Multiple Gq-coupled receptors converge on a common protein synthesis-dependent long-term depression that is affected in fragile X syndrome mental retardation - PubMed (original) (raw)

Comparative Study

Multiple Gq-coupled receptors converge on a common protein synthesis-dependent long-term depression that is affected in fragile X syndrome mental retardation

Lenora J Volk et al. J Neurosci. 2007.

Abstract

Gq-coupled, M1 muscarinic acetylcholine receptors (mAChRs) facilitate hippocampal learning, memory, and synaptic plasticity. M1 mAChRs induce long-term synaptic depression (LTD), but little is known about the underlying mechanisms of mAChR-dependent LTD and its link to cognitive function.

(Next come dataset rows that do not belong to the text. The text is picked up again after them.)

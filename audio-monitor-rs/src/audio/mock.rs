//! In-process stand-in for the OS audio subsystem.
//!
//! `MockBackend` hands out handles that journal their acquisition and
//! release, can be told to fail (or panic) at any acquisition stage, and lets
//! callers fire every callback the OS would deliver. Clones share state, so a
//! test can keep one clone while the monitor owns another.

use super::backend::{AudioBackend, AudioDevice, DeviceEnumerator, EndpointVolume};
use super::device::{
    AudioError, DataFlow, DeviceRole, DeviceState, OsError, PropertyKey, VolumeNotification,
};
use super::observer::{
    DeviceNotificationObserver, DeviceNotificationSink, EndpointVolumeObserver,
    VolumeNotificationSink,
};
use std::sync::atomic::{AtomicBool, AtomicU64, AtomicUsize, Ordering};
use std::sync::{Arc, Mutex, MutexGuard, PoisonError, Weak};
use std::thread::{self, ThreadId};

const E_FAIL: i32 = 0x80004005u32 as i32;
const E_NOTFOUND: i32 = 0x80070490u32 as i32;

/// Acquisition stage at which a failure can be injected.
#[derive(Debug, Clone, Copy, PartialEq, Eq)]
pub enum MockStage {
    Context,
    Enumerator,
    DefaultDevice,
    EndpointVolume,
    EndpointNotification,
    ControlChangeNotify,
}

/// Every call the monitor makes into the backend, in order.
#[derive(Debug, Clone, Copy, PartialEq, Eq)]
pub enum MockCall {
    InitializeContext,
    CreateEnumerator,
    DefaultAudioEndpoint(DataFlow, DeviceRole),
    ActivateEndpointVolume,
    RegisterEndpointNotification,
    RegisterControlChangeNotify,
    UnregisterControlChangeNotify,
    UnregisterEndpointNotification,
    ReleaseEndpointVolume,
    ReleaseDevice,
    ReleaseEnumerator,
    ReleaseContext,
}

#[derive(Debug, Clone, Copy)]
enum Failure {
    Error(MockStage),
    Panic(MockStage),
}

struct MockState {
    device_id: String,
    failure: Mutex<Option<Failure>>,
    retain_after_unregister: AtomicBool,
    calls: Mutex<Vec<MockCall>>,
    endpoint_clients: Mutex<Vec<(u64, Arc<DeviceNotificationObserver>)>>,
    volume_clients: Mutex<Vec<(u64, Arc<EndpointVolumeObserver>)>>,
    retained_endpoint_clients: Mutex<Vec<Arc<DeviceNotificationObserver>>>,
    retained_volume_clients: Mutex<Vec<Arc<EndpointVolumeObserver>>>,
    handed_device_observers: Mutex<Vec<Weak<DeviceNotificationObserver>>>,
    handed_volume_observers: Mutex<Vec<Weak<EndpointVolumeObserver>>>,
    /// Live observer count at each handle release.
    observers_at_release: Mutex<Vec<(MockCall, usize)>>,
    next_registration: AtomicU64,
    live_handles: AtomicUsize,
    context_thread: Mutex<Option<ThreadId>>,
}

fn lock<T>(mutex: &Mutex<T>) -> MutexGuard<'_, T> {
    mutex.lock().unwrap_or_else(PoisonError::into_inner)
}

impl MockState {
    fn record(&self, call: MockCall) {
        lock(&self.calls).push(call);
    }

    /// Returns the injected error for `stage`, or panics if asked to.
    fn check(&self, stage: MockStage) -> Result<(), OsError> {
        let failure = *lock(&self.failure);
        match failure {
            Some(Failure::Error(s)) if s == stage => {
                let code = if stage == MockStage::DefaultDevice { E_NOTFOUND } else { E_FAIL };
                Err(OsError::new(code, format!("injected failure at {stage:?}")))
            }
            Some(Failure::Panic(s)) if s == stage => panic!("injected panic at {stage:?}"),
            _ => Ok(()),
        }
    }

    fn acquire_handle(&self) {
        self.live_handles.fetch_add(1, Ordering::SeqCst);
    }

    fn live_observers(&self) -> usize {
        let devices = lock(&self.handed_device_observers)
            .iter()
            .filter(|o| o.strong_count() > 0)
            .count();
        let volumes = lock(&self.handed_volume_observers)
            .iter()
            .filter(|o| o.strong_count() > 0)
            .count();
        devices + volumes
    }

    fn release_handle(&self, call: MockCall) {
        let live = self.live_observers();
        lock(&self.observers_at_release).push((call, live));
        self.record(call);
        self.live_handles.fetch_sub(1, Ordering::SeqCst);
    }
}

/// A scripted audio subsystem.
#[derive(Clone)]
pub struct MockBackend {
    state: Arc<MockState>,
}

impl Default for MockBackend {
    fn default() -> Self {
        Self::new()
    }
}

impl MockBackend {
    pub const DEFAULT_DEVICE_ID: &'static str = "{0.0.0.00000000}.{mock-speakers}";

    pub fn new() -> Self {
        Self::with_device_id(Self::DEFAULT_DEVICE_ID)
    }

    pub fn with_device_id(device_id: impl Into<String>) -> Self {
        Self {
            state: Arc::new(MockState {
                device_id: device_id.into(),
                failure: Mutex::new(None),
                retain_after_unregister: AtomicBool::new(false),
                calls: Mutex::new(Vec::new()),
                endpoint_clients: Mutex::new(Vec::new()),
                volume_clients: Mutex::new(Vec::new()),
                retained_endpoint_clients: Mutex::new(Vec::new()),
                retained_volume_clients: Mutex::new(Vec::new()),
                handed_device_observers: Mutex::new(Vec::new()),
                handed_volume_observers: Mutex::new(Vec::new()),
                observers_at_release: Mutex::new(Vec::new()),
                next_registration: AtomicU64::new(1),
                live_handles: AtomicUsize::new(0),
                context_thread: Mutex::new(None),
            }),
        }
    }

    /// Make the given stage return an OS error.
    pub fn fail_at(self, stage: MockStage) -> Self {
        *lock(&self.state.failure) = Some(Failure::Error(stage));
        self
    }

    /// Make the given stage panic.
    pub fn panic_at(self, stage: MockStage) -> Self {
        *lock(&self.state.failure) = Some(Failure::Panic(stage));
        self
    }

    /// Keep observer references after they are unregistered, like an OS that
    /// releases its callbacks late. Callbacks keep reaching retained observers
    /// until [`release_retained`](Self::release_retained).
    pub fn retain_after_unregister(self) -> Self {
        self.state.retain_after_unregister.store(true, Ordering::SeqCst);
        self
    }

    /// Drop every reference kept by [`retain_after_unregister`](Self::retain_after_unregister).
    pub fn release_retained(&self) {
        lock(&self.state.retained_endpoint_clients).clear();
        lock(&self.state.retained_volume_clients).clear();
    }

    pub fn calls(&self) -> Vec<MockCall> {
        lock(&self.state.calls).clone()
    }

    /// Number of context/enumerator/device/endpoint handles not yet released.
    pub fn live_handles(&self) -> usize {
        self.state.live_handles.load(Ordering::SeqCst)
    }

    pub fn registered_endpoint_notifications(&self) -> usize {
        lock(&self.state.endpoint_clients).len()
    }

    pub fn registered_volume_notifications(&self) -> usize {
        lock(&self.state.volume_clients).len()
    }

    /// Weak references to every device observer the backend has been handed.
    pub fn device_observers(&self) -> Vec<Weak<DeviceNotificationObserver>> {
        lock(&self.state.handed_device_observers).clone()
    }

    /// Weak references to every volume observer the backend has been handed.
    pub fn volume_observers(&self) -> Vec<Weak<EndpointVolumeObserver>> {
        lock(&self.state.handed_volume_observers).clone()
    }

    /// How many handed-over observers were still alive when `release`
    /// was journaled most recently.
    pub fn observers_alive_at(&self, release: MockCall) -> Option<usize> {
        lock(&self.state.observers_at_release)
            .iter()
            .rev()
            .find(|(call, _)| *call == release)
            .map(|(_, live)| *live)
    }

    /// Thread that initialized the most recent context.
    pub fn context_thread(&self) -> Option<ThreadId> {
        *lock(&self.state.context_thread)
    }

    fn endpoint_targets(&self) -> Vec<Arc<DeviceNotificationObserver>> {
        let mut targets: Vec<_> = lock(&self.state.endpoint_clients)
            .iter()
            .map(|(_, o)| o.clone())
            .collect();
        targets.extend(lock(&self.state.retained_endpoint_clients).iter().cloned());
        targets
    }

    fn volume_targets(&self) -> Vec<Arc<EndpointVolumeObserver>> {
        let mut targets: Vec<_> = lock(&self.state.volume_clients)
            .iter()
            .map(|(_, o)| o.clone())
            .collect();
        targets.extend(lock(&self.state.retained_volume_clients).iter().cloned());
        targets
    }

    pub fn notify_default_device_changed(&self, flow: DataFlow, role: DeviceRole, device_id: Option<&str>) {
        for client in self.endpoint_targets() {
            client.on_default_device_changed(flow, role, device_id);
        }
    }

    pub fn notify_device_added(&self, device_id: &str) {
        for client in self.endpoint_targets() {
            client.on_device_added(device_id);
        }
    }

    pub fn notify_device_removed(&self, device_id: &str) {
        for client in self.endpoint_targets() {
            client.on_device_removed(device_id);
        }
    }

    pub fn notify_device_state_changed(&self, device_id: &str, new_state: DeviceState) {
        for client in self.endpoint_targets() {
            client.on_device_state_changed(device_id, new_state);
        }
    }

    pub fn notify_property_value_changed(&self, device_id: &str, key: PropertyKey) {
        for client in self.endpoint_targets() {
            client.on_property_value_changed(device_id, key);
        }
    }

    pub fn notify_volume(&self, data: &VolumeNotification) {
        for client in self.volume_targets() {
            client.on_notify(data);
        }
    }
}

impl AudioBackend for MockBackend {
    type Context = MockContext;
    type Enumerator = MockEnumerator;

    fn initialize_context(&self) -> Result<MockContext, AudioError> {
        self.state.record(MockCall::InitializeContext);
        self.state.check(MockStage::Context).map_err(AudioError::ComInitFailed)?;
        *lock(&self.state.context_thread) = Some(thread::current().id());
        self.state.acquire_handle();
        Ok(MockContext {
            state: self.state.clone(),
        })
    }

    fn create_enumerator(&self) -> Result<MockEnumerator, AudioError> {
        self.state.record(MockCall::CreateEnumerator);
        self.state
            .check(MockStage::Enumerator)
            .map_err(AudioError::EnumeratorUnavailable)?;
        self.state.acquire_handle();
        Ok(MockEnumerator {
            state: self.state.clone(),
        })
    }
}

/// Threading context handed out by [`MockBackend`].
pub struct MockContext {
    state: Arc<MockState>,
}

impl Drop for MockContext {
    fn drop(&mut self) {
        self.state.release_handle(MockCall::ReleaseContext);
    }
}

/// Enumerator handed out by [`MockBackend`].
pub struct MockEnumerator {
    state: Arc<MockState>,
}

/// Registration token: the id the observer was registered under.
#[derive(Debug)]
pub struct MockRegistration(u64);

impl DeviceEnumerator for MockEnumerator {
    type Device = MockDevice;
    type Registration = MockRegistration;

    fn default_audio_endpoint(&self, flow: DataFlow, role: DeviceRole) -> Result<MockDevice, AudioError> {
        self.state.record(MockCall::DefaultAudioEndpoint(flow, role));
        self.state
            .check(MockStage::DefaultDevice)
            .map_err(AudioError::NoDefaultDevice)?;
        self.state.acquire_handle();
        Ok(MockDevice {
            state: self.state.clone(),
        })
    }

    fn register_endpoint_notification(
        &self,
        observer: &Arc<DeviceNotificationObserver>,
    ) -> Result<MockRegistration, AudioError> {
        self.state.record(MockCall::RegisterEndpointNotification);
        self.state
            .check(MockStage::EndpointNotification)
            .map_err(AudioError::RegistrationFailed)?;
        let id = self.state.next_registration.fetch_add(1, Ordering::SeqCst);
        lock(&self.state.endpoint_clients).push((id, observer.clone()));
        lock(&self.state.handed_device_observers).push(Arc::downgrade(observer));
        Ok(MockRegistration(id))
    }

    fn unregister_endpoint_notification(&self, registration: MockRegistration) -> Result<(), AudioError> {
        self.state.record(MockCall::UnregisterEndpointNotification);
        let mut clients = lock(&self.state.endpoint_clients);
        if let Some(pos) = clients.iter().position(|(id, _)| *id == registration.0) {
            let (_, observer) = clients.remove(pos);
            if self.state.retain_after_unregister.load(Ordering::SeqCst) {
                lock(&self.state.retained_endpoint_clients).push(observer);
            }
        }
        Ok(())
    }
}

impl Drop for MockEnumerator {
    fn drop(&mut self) {
        self.state.release_handle(MockCall::ReleaseEnumerator);
    }
}

/// Device handed out by [`MockEnumerator`].
pub struct MockDevice {
    state: Arc<MockState>,
}

impl AudioDevice for MockDevice {
    type EndpointVolume = MockEndpointVolume;

    fn id(&self) -> Option<String> {
        Some(self.state.device_id.clone())
    }

    fn activate_endpoint_volume(&self) -> Result<MockEndpointVolume, AudioError> {
        self.state.record(MockCall::ActivateEndpointVolume);
        self.state
            .check(MockStage::EndpointVolume)
            .map_err(AudioError::VolumeNotAvailable)?;
        self.state.acquire_handle();
        Ok(MockEndpointVolume {
            state: self.state.clone(),
        })
    }
}

impl Drop for MockDevice {
    fn drop(&mut self) {
        self.state.release_handle(MockCall::ReleaseDevice);
    }
}

/// Endpoint volume handed out by [`MockDevice`].
pub struct MockEndpointVolume {
    state: Arc<MockState>,
}

impl EndpointVolume for MockEndpointVolume {
    type Registration = MockRegistration;

    fn register_control_change_notify(
        &self,
        observer: &Arc<EndpointVolumeObserver>,
    ) -> Result<MockRegistration, AudioError> {
        self.state.record(MockCall::RegisterControlChangeNotify);
        self.state
            .check(MockStage::ControlChangeNotify)
            .map_err(AudioError::RegistrationFailed)?;
        let id = self.state.next_registration.fetch_add(1, Ordering::SeqCst);
        lock(&self.state.volume_clients).push((id, observer.clone()));
        lock(&self.state.handed_volume_observers).push(Arc::downgrade(observer));
        Ok(MockRegistration(id))
    }

    fn unregister_control_change_notify(&self, registration: MockRegistration) -> Result<(), AudioError> {
        self.state.record(MockCall::UnregisterControlChangeNotify);
        let mut clients = lock(&self.state.volume_clients);
        if let Some(pos) = clients.iter().position(|(id, _)| *id == registration.0) {
            let (_, observer) = clients.remove(pos);
            if self.state.retain_after_unregister.load(Ordering::SeqCst) {
                lock(&self.state.retained_volume_clients).push(observer);
            }
        }
        Ok(())
    }
}

impl Drop for MockEndpointVolume {
    fn drop(&mut self) {
        self.state.release_handle(MockCall::ReleaseEndpointVolume);
    }
}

Here, we demonstrate that chemical activation of M1 mAChRs induces LTD in hippocampal area CA1, which relies on rapid protein synthesis, as well as the extracellular signal-regulated kinase and mammalian target of rapamycin translational activation pathways. Synaptic stimulation of M1 mAChRs, alone, or together with the Gq-coupled glutamate receptors (mGluRs), also results in protein synthesis-dependent LTD. New proteins maintain mAChR-dependent LTD through a persistent decrease in surface AMPA receptors. mAChRs stimulate translation of the RNA-binding protein, Fragile X mental retardation protein (FMRP) and FMRP target mRNAs. In mice without FMRP (Fmr1 knock-out), a model for human Fragile X syndrome mental retardation (FXS), both mGluR- and mAChR-dependent protein synthesis and LTD are affected. Our results reveal that multiple Gq-coupled receptors converge on a common protein synthesis-dependent LTD mechanism, which is aberrant in FXS. These findings suggest novel therapeutic strategies for FXS in the form of mAChR antagonists.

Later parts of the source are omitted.